La sentencia del TS nº 539/2013, de 11 de septiembre, se apartó de esta doctrina. La sentencia se ocupaba de un caso en el que se discutía si el contador-partidor de la herencia de la primera causante, al hacer las correspondientes adjudicaciones, debía individualizar las cuotas correspondientes a cada uno de los transmisarios, o si, por el contrario era suficiente formar un único lote correspondiente al transmitente. La sentencia declaró que el cuaderno particional debía individualizar la cuota que correspondía a cada uno de los herederos del segundo causante y su respectiva concreción en los bienes y derechos que les resulte adjudicados participar. Pero además, al entender que la solución del problema concreto que debía resolver dependía de esta cuestión, también fijó como doctrina jurisprudencial que «aceptando la herencia del heredero transmitente, y ejercitando el ius delationis integrado en la misma, los herederos transmisarios sucederán directamente al causante de la herencia y en otra distinta sucesión al fallecido heredero transmitente».

El problema ha sido que, a partir de la mencionada sentencia, se han venido manteniendo diferentes interpretaciones acerca de las conclusiones que deben extraerse de la doctrina de que los transmisarios que aceptan la herencia de transmitente y ejercen el ius delationis que forma parte de esa herencia, en lugar de heredar a través de la herencia del transmitente, heredan directamente al primer causante.

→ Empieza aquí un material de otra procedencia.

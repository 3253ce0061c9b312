use clap::Parser;
use futures::future::join_all;
use std::error::Error;
use subnet_resolver::inventory::{AwsCliFetcher, DEFAULT_COMMAND};
use subnet_resolver::output::print_subnets;
use subnet_resolver::{Constraints, ResolverConfig, SubnetResolver};
use tokio_util::sync::CancellationToken;

/// Resolve the subnets eligible for new nodes of one or more clusters.
#[derive(Parser, Debug)]
#[command(version, about)]
struct Args {
    /// Cluster name, repeat for several clusters
    #[arg(short, long = "cluster", required = true)]
    clusters: Vec<String>,

    /// Only subnets whose Name tag equals this
    #[arg(long)]
    name: Option<String>,

    /// Only subnets carrying this tag key
    #[arg(long)]
    tag_key: Option<String>,

    /// Only subnets in these availability zones
    #[arg(short, long = "zone")]
    zones: Vec<String>,

    /// Region passed to the inventory CLI
    #[arg(long, env = "AWS_REGION")]
    region: Option<String>,

    /// Inventory command prefix
    #[arg(long, default_value = DEFAULT_COMMAND)]
    inventory_cmd: String,

    /// Resolve this many times, later rounds are served from cache
    #[arg(long, default_value_t = 1)]
    repeat: u32,
}

#[tokio::main]
async fn main() -> Result<(), Box<dyn Error>> {
    // Do as little as possible in main.rs as it can't contain any tests
    log4rs::init_file("log4rs.yml", Default::default())?;
    dotenv::dotenv().ok();
    let args = Args::parse();
    log::info!("#Start main() clusters={:?}", args.clusters);

    let fetcher = AwsCliFetcher::new(args.inventory_cmd.clone()).with_region(args.region.clone());
    let resolver = SubnetResolver::new(fetcher, ResolverConfig::from_env());
    let constraints = Constraints {
        name: args.name.clone(),
        tag_key: args.tag_key.clone(),
        zones: args.zones.clone(),
    };

    let cancel = CancellationToken::new();
    let ctrl_c = cancel.clone();
    tokio::spawn(async move {
        if tokio::signal::ctrl_c().await.is_ok() {
            log::warn!("Interrupted, cancelling discovery");
            ctrl_c.cancel();
        }
    });

    let mut results = Vec::new();
    for round in 1..=args.repeat.max(1) {
        let resolved = join_all(
            args.clusters
                .iter()
                .map(|cluster| resolver.get(&cancel, cluster, &constraints)),
        )
        .await;

        results.clear();
        for (cluster, result) in args.clusters.iter().zip(resolved) {
            results.push((cluster.clone(), result?));
        }
        log::info!("round {round}: cache {:?}", resolver.cache_stats());
    }

    print_subnets(&results);
    Ok(())
}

Ello ha dado lugar a distorsiones en la práctica notarial y registral, lo que genera inseguridad jurídica. Se ha advertido que en distintas resoluciones administrativas, entre las que se encuentra la que da lugar a este recurso de casación, aunque el órgano administrativo insiste en que respeta la doctrina jurisprudencial, alcanza soluciones que se apartan de los efectos que, a juicio de la mayoría de la doctrina y de los operadores jurídicos, produciría la aplicación estricta de la doctrina que declara sentar la sentencia del TS nº 539/2013, de 11 de septiembre.

4. En atención a lo anterior, y mientras el legislador no acometa una reforma del derecho de sucesiones que clarifique la cuestión, la sala, reunida en pleno, considera que debe precisar su interpretación del art. 1006 CC para ajustarla a la que venía siendo doctrina dominante hasta la sentencia del TS nº 539/2013, de 11 de septiembre, es decir, la conocida como teoría clásica o de la doble transmisión.

A juicio de la sala, tal interpretación no solo es coherente con la regulación positiva del denominado «ius transmissionis» y con los principios que inspiran la regulación del derecho sucesorio en el Código civil en otras instituciones, sino que, además, y sobre todo, más allá de rígidos dogmatismos, permite alcanzar soluciones socialmente más adecuadas y justas para los problemas que con más frecuencia se suscitan en la práctica. En particular en la determinación de los derechos de terceros en relación con la herencia del transmitente y, más concretamente, como sucede en este caso, para el cálculo de la cuota legal usufructuaria del cónyuge viudo del transmitente.

El art. 1006 CC prevé que «por muerte del heredero sin aceptar ni repudiar la herencia pasará a los suyos el mismo derecho que él tenía». La sala considera que si la ley ordena que perviva la delación a la herencia del primer causante pese al fallecimiento del llamado como heredero, y que «pase» a los suyos, es decir, a sus herederos, «el mismo derecho» que él tenía, es precisamente porque son herederos del transmitente, de modo que necesariamente sucederán al primer causante por mediación del transmitente. De tal manera que los transmisarios suceden al primer causante a través de la herencia del transmitente (segundo causante), en la que se integra la masa hereditaria que le correspondía al transmitente en la herencia del primer causante.

5. La consecuencia que deriva de lo anterior es que, en este caso, para el cálculo de la legítima de la viuda del transmitente, hay que computar los bienes que le correspondían a su difunto esposo en la herencia de su madre y, por tanto, y a estos efectos, es precisa la intervención de la viuda en la partición de la herencia de la primera causante.